=== WHAT YOU NEED TO DO ===
Only the lines from the beginning of the data below through the line containing "pub const RED_600: Color" belong in the response, each copied exactly.

(Saved data entries)
>>>

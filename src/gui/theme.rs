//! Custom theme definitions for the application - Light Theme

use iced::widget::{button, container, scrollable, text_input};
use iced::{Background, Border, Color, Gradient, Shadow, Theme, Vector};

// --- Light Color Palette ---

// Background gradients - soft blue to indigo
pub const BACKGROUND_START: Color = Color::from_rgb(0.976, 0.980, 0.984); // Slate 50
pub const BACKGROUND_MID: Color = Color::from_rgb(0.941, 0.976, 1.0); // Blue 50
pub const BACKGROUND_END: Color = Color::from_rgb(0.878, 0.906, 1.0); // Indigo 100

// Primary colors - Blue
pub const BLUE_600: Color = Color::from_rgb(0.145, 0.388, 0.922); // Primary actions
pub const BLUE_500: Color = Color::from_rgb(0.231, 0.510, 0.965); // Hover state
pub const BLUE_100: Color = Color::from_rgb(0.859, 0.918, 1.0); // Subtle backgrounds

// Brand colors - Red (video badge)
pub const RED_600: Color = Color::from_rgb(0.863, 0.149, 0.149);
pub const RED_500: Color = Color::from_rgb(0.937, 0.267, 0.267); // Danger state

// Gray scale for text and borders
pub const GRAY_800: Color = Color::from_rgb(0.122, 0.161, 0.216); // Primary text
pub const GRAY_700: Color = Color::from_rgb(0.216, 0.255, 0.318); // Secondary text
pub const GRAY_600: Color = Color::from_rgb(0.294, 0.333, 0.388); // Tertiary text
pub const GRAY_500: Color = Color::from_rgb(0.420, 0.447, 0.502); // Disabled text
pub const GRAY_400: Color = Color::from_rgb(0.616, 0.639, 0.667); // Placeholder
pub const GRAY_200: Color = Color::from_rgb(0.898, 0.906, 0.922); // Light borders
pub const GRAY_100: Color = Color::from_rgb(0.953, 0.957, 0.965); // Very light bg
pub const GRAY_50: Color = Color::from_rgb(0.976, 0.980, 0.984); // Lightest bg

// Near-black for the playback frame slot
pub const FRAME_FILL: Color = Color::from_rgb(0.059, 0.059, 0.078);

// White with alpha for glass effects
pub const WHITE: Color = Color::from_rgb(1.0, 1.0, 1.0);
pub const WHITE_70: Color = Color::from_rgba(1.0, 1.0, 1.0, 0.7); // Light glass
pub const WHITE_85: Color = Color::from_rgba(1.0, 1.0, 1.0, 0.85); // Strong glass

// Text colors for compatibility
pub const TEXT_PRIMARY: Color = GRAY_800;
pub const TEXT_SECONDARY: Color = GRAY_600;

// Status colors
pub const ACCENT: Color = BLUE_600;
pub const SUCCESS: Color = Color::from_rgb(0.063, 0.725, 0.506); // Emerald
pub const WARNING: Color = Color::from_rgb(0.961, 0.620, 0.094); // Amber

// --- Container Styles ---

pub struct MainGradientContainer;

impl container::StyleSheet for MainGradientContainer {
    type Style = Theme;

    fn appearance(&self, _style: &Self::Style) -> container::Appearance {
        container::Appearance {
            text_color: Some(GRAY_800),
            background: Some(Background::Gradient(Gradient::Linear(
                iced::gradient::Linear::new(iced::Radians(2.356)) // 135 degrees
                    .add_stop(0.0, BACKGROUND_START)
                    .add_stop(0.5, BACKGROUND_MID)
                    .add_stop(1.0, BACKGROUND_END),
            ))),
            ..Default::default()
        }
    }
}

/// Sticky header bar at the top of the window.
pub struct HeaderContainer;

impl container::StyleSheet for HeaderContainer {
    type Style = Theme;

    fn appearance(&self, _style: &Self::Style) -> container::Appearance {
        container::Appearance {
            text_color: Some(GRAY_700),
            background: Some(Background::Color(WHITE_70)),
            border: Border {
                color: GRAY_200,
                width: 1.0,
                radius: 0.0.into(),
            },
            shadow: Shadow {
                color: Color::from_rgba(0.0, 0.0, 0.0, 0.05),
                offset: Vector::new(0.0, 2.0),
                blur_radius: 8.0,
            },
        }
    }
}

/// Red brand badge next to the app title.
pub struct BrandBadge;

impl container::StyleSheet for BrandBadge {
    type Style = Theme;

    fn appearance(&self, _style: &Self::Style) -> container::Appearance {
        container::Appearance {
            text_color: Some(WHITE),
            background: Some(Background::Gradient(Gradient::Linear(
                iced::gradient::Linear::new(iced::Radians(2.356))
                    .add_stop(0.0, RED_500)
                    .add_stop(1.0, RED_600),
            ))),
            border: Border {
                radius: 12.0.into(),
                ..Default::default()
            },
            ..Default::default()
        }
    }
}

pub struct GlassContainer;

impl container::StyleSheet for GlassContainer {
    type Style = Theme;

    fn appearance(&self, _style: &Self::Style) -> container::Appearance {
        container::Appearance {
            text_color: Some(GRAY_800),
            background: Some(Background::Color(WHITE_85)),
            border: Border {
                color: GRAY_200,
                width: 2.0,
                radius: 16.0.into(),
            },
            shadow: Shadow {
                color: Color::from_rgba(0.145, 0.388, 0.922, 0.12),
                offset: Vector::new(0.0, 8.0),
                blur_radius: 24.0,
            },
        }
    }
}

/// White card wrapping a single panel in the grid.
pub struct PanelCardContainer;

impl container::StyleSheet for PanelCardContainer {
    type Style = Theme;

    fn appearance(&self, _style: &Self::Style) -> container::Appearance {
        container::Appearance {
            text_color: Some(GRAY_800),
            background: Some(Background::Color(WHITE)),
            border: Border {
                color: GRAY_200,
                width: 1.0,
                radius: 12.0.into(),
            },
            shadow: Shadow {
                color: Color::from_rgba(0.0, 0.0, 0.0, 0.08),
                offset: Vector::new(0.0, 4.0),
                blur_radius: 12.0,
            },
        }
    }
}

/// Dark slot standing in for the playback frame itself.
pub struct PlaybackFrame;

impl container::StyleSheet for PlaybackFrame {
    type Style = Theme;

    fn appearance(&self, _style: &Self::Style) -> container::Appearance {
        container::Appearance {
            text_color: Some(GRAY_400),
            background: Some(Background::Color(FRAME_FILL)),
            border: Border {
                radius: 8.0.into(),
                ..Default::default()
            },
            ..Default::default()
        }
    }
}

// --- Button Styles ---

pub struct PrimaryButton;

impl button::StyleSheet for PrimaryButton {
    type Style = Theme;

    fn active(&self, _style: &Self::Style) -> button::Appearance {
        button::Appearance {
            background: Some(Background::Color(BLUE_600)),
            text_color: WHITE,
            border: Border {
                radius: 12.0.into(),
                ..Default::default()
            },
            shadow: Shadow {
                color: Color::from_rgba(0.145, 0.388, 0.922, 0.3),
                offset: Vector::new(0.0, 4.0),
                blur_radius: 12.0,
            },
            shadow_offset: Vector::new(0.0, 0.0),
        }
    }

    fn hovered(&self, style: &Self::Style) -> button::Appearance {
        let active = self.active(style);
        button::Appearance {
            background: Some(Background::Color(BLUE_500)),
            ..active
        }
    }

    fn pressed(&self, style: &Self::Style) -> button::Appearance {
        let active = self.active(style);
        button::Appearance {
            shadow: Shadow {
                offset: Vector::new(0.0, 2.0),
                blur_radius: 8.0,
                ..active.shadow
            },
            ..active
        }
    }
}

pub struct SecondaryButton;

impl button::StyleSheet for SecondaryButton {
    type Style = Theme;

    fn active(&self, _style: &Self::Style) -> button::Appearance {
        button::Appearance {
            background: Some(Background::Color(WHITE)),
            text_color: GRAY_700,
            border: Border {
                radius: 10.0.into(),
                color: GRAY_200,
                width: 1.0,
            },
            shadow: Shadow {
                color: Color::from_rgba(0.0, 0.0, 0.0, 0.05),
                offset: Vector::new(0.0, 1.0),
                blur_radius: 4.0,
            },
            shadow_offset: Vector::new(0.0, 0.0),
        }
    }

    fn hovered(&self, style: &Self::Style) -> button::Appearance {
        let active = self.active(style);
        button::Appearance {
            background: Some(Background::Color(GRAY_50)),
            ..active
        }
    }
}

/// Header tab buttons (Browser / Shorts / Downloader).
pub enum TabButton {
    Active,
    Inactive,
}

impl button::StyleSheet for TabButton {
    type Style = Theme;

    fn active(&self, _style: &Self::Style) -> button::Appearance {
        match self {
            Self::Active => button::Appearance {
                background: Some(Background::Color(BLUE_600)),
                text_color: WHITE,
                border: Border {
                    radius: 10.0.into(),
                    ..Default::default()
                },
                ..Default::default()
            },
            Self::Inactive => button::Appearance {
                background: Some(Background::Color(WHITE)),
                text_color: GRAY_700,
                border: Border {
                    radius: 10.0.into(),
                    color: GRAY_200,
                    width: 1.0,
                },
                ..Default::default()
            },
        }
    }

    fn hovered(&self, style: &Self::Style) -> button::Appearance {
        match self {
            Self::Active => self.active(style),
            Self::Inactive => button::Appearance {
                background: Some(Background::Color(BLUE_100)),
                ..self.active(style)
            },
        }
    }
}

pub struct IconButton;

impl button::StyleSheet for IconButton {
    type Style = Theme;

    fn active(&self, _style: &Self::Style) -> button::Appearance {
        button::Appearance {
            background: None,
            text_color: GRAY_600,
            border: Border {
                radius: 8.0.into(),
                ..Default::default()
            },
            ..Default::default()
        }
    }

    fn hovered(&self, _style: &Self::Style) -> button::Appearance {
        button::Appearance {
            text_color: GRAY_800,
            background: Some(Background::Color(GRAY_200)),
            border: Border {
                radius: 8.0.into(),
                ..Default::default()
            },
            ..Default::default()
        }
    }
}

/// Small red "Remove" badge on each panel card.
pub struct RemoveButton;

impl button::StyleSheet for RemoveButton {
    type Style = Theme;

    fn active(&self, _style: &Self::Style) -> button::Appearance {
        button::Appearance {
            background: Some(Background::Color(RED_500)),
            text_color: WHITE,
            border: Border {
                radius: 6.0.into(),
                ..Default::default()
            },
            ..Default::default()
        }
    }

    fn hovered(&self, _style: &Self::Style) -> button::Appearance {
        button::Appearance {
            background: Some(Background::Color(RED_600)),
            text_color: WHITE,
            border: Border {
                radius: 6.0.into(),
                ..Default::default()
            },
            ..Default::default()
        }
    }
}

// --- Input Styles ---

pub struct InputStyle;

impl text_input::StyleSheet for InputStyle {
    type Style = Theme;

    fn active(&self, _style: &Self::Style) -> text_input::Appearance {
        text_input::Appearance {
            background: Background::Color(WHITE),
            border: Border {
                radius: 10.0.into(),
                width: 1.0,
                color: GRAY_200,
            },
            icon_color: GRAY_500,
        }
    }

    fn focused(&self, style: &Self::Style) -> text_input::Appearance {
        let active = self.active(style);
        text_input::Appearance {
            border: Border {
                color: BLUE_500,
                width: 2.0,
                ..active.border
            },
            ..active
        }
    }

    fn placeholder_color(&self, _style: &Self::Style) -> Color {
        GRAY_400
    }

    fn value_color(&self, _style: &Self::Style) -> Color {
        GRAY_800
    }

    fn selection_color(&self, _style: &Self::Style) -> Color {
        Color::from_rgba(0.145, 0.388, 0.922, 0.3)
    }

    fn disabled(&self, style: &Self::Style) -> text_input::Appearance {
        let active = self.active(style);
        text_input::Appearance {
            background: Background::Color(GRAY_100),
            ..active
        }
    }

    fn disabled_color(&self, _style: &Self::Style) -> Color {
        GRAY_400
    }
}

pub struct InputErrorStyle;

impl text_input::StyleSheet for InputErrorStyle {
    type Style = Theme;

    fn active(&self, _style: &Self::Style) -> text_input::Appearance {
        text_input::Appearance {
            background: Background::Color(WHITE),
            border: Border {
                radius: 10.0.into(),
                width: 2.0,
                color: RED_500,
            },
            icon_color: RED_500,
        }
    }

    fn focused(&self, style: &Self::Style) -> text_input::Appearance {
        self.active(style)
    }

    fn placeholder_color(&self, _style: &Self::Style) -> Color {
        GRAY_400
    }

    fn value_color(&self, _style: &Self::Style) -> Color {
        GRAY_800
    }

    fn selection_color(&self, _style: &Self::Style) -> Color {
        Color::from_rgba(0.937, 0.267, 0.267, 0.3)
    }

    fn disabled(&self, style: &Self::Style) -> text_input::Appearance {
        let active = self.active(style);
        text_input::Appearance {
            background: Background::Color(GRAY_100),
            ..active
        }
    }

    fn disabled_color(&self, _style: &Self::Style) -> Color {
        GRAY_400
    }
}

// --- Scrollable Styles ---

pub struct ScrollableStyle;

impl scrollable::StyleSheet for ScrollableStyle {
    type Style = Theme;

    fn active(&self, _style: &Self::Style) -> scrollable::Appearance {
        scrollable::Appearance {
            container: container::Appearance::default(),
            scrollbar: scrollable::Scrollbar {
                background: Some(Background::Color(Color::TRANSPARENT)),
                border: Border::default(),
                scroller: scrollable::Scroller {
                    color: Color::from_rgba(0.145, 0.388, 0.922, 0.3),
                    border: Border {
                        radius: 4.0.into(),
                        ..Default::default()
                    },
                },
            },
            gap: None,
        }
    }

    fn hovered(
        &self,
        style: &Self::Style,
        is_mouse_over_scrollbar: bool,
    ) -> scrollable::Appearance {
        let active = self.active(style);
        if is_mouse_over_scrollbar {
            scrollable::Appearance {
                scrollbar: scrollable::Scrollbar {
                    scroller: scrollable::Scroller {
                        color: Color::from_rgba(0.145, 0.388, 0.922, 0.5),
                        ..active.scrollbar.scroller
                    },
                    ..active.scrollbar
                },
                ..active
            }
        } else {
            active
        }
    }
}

<<<

=== EXERCISE ANSWER ===
filename src/gui/theme.rs
//! Custom theme definitions for the application - Light Theme

use iced::widget::{button, container, scrollable, text_input};
use iced::{Background, Border, Color, Gradient, Shadow, Theme, Vector};

// --- Light Color Palette ---

// Background gradients - soft blue to indigo
pub const BACKGROUND_START: Color = Color::from_rgb(0.976, 0.980, 0.984); // Slate 50
pub const BACKGROUND_MID: Color = Color::from_rgb(0.941, 0.976, 1.0); // Blue 50
pub const BACKGROUND_END: Color = Color::from_rgb(0.878, 0.906, 1.0); // Indigo 100

// Primary colors - Blue
pub const BLUE_600: Color = Color::from_rgb(0.145, 0.388, 0.922); // Primary actions
pub const BLUE_500: Color = Color::from_rgb(0.231, 0.510, 0.965); // Hover state
pub const BLUE_100: Color = Color::from_rgb(0.859, 0.918, 1.0); // Subtle backgrounds

// Brand colors - Red (video badge)
pub const RED_600: Color = Color::from_rgb(0.863, 0.149, 0.149);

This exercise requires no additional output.